In either case the end result is quite a bit of shading power for Fiji. AMD has bumped up the CU count from 44 to 64, or to put this in terms of the number of ALUs/stream processors, it’s up from 2816 to a nice, round 4096 (2^12). As we discussed earlier FP64 performance has been significantly curtailed in the name of space efficiency, otherwise at Fury X’s stock clockspeed of 1050MHz, you’re looking at enough ALUs to push 8.6 TFLOPs of FP32 operations.

These 64 CUs in turn are laid out in a manner consistent with past GCN designs, with AMD retaining their overall Shader Engine organization.
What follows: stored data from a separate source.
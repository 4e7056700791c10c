//! Client builder and connection lifecycle.
//!
//! The [`EpdClientBuilder`] provides a fluent API for configuring the link.
//! The [`EpdClient`] drives the lifecycle:
//! 1. Select a device (skipped on reconnect)
//! 2. Register for disconnects, then connect
//! 3. Discover the service and command characteristic
//! 4. Read the firmware version (falls back on failure)
//! 5. Subscribe to notifications (non-fatal on failure)
//! 6. Send `INIT`
//!
//! A disconnect in any state tears the connection down and returns to
//! `Idle`. Transfers in flight stop before their next chunk.
//!
//! # Example
//!
//! ```
//! use std::sync::Arc;
//! use bytes::Bytes;
//! use epd_link::{ColorMode, EpdClient, MemoryTransport};
//!
//! # tokio_test_block_on(async {
//! let transport = MemoryTransport::new();
//! let client = EpdClient::builder(Arc::new(transport.clone()))
//!     .interleave_budget(3)
//!     .build()
//!     .unwrap();
//!
//! client.connect().await.unwrap();
//! let report = client
//!     .send_image(ColorMode::BlackWhite, Bytes::from(vec![0xFF; 1000]))
//!     .await
//!     .unwrap();
//! assert_eq!(report.planes[0].chunks, 56);
//! # });
//! # fn tokio_test_block_on<F: std::future::Future>(f: F) -> F::Output {
//! #     tokio::runtime::Builder::new_current_thread().enable_all().build().unwrap().block_on(f)
//! # }
//! ```

use std::sync::atomic::AtomicBool;
use std::sync::{Arc, Mutex, MutexGuard, PoisonError};
use std::time::{Duration, Instant};

use bytes::Bytes;
use tokio::sync::broadcast;
use tokio::task::JoinHandle;
use uuid::Uuid;

use crate::config::LinkConfig;
use crate::connection::{CommandChannel, Connection};
use crate::error::{EpdError, Result};
use crate::event::ClientEvent;
use crate::notify::{ConfigSnapshot, DeviceStatus, NotificationDemux};
use crate::protocol::{ColorMode, Command, DriverModel, FramePayload, Opcode, TimeSync};
use crate::state::{LinkEvent, LinkState};
use crate::transfer::{self, ImagePlanes, ImageReport, Plane, TransferJob, TransferReport};
use crate::transport::{
    CharacteristicHandle, DeviceHandle, DisconnectReason, DisconnectSignal, ServiceHandle,
    Transport,
};

/// Builder for configuring and creating an [`EpdClient`].
pub struct EpdClientBuilder {
    transport: Arc<dyn Transport>,
    config: LinkConfig,
}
Sub-dividing the GPU into four parts, each shader engine possesses 1 geometry unit, 1 rasterizer unit, 4 render backends (for a total of 16 ROPs), and finally, one-quarter of the CUs, or 16 CUs per shader engine. The CUs in turn continue to be organized in groups of 4, with each group sharing a 16KB L1 scalar cache and 32KB L1 instruction cache. Meanwhile since Fiji’s CU count is once again a multiple of 16, this also does away with Hawaii’s oddball group of 3 CUs at the tail-end of each shader engine.

Looking at the broader picture, what AMD has done relative to Hawaii is to increase the number of CUs per shader engine, but not changing the number of shader engines themselves or the number of other resources available for each shader engine. At the time of the Hawaii launch AMD told us that the GCN 1.1 architecture had a maximum scalability of 4 shader engines, and Fiji’s implementation is consistent with that. While I don’t expect AMD will never go beyond 4 shader engines – there are always changes that can be made to increase scalability – given what we know of GCN 1.1’s limitations, it looks like AMD has not attempted to increase their limits with GCN 1.2. What this means is that Fiji is likely the largest possible implementation of GCN 1.2, with as many resources as the architecture can scale out to without more radical changes under the hood to support more scalability.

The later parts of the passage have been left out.